## What is needed
Whenever a line in the listing contains "SeverityRouter", copy that line.

## Input data
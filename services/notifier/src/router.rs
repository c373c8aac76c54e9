//! Severity-based notification routing.

use sr_core::now_rfc3339;
use sr_types::{MitigationPlan, Notification, SeverityLevel};
use uuid::Uuid;

pub const CHANNEL_PAGER: &str = "ops-pager";
pub const CHANNEL_EMAIL: &str = "ops-email";
pub const CHANNEL_DIGEST: &str = "ops-digest";

/// The routing seam the worker composes over.
pub trait NotificationRouter: Send + Sync {
    fn route(&self, plan: &MitigationPlan) -> Vec<Notification>;
}

/// Routes by risk level: critical/high page and mail, medium mails, low
/// lands in the daily digest.
pub struct SeverityRouter;

impl SeverityRouter {
    pub fn new() -> SeverityRouter {
        SeverityRouter
    }

    fn channels(level: SeverityLevel) -> Vec<&'static str> {
        match level {
            SeverityLevel::Critical | SeverityLevel::High => {
                vec![CHANNEL_PAGER, CHANNEL_EMAIL]
            }
            SeverityLevel::Medium => vec![CHANNEL_EMAIL],
            SeverityLevel::Low => vec![CHANNEL_DIGEST],
        }
    }
}

impl Default for SeverityRouter {
    fn default() -> Self {
        Self::new()
    }
}

impl NotificationRouter for SeverityRouter {
    fn route(&self, plan: &MitigationPlan) -> Vec<Notification> {
        let subject = format!(
            "[{:?}] {} in {}",
            plan.risk_level, plan.event_type, plan.impact_region
        )
        .to_uppercase();
        let body = format!(
            "Mitigation plan {} for event {}:\n{}",
            plan.plan_id,
            plan.event_id,
            plan.actions.join("\n- ")
        );

        Self::channels(plan.risk_level)
            .into_iter()
            .map(|channel| Notification {
                notification_id: format!("ntf-{}", Uuid::new_v4()),
                plan_id: plan.plan_id.clone(),
                event_id: plan.event_id.clone(),
                channel: channel.to_owned(),
                risk_level: plan.risk_level,
                subject: subject.clone(),
                body: body.clone(),
                created_at_utc: now_rfc3339(),
            })
            .collect()
    }
}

## Exercise response
pub struct SeverityRouter;
impl SeverityRouter {
    pub fn new() -> SeverityRouter {
        SeverityRouter
impl Default for SeverityRouter {
impl NotificationRouter for SeverityRouter {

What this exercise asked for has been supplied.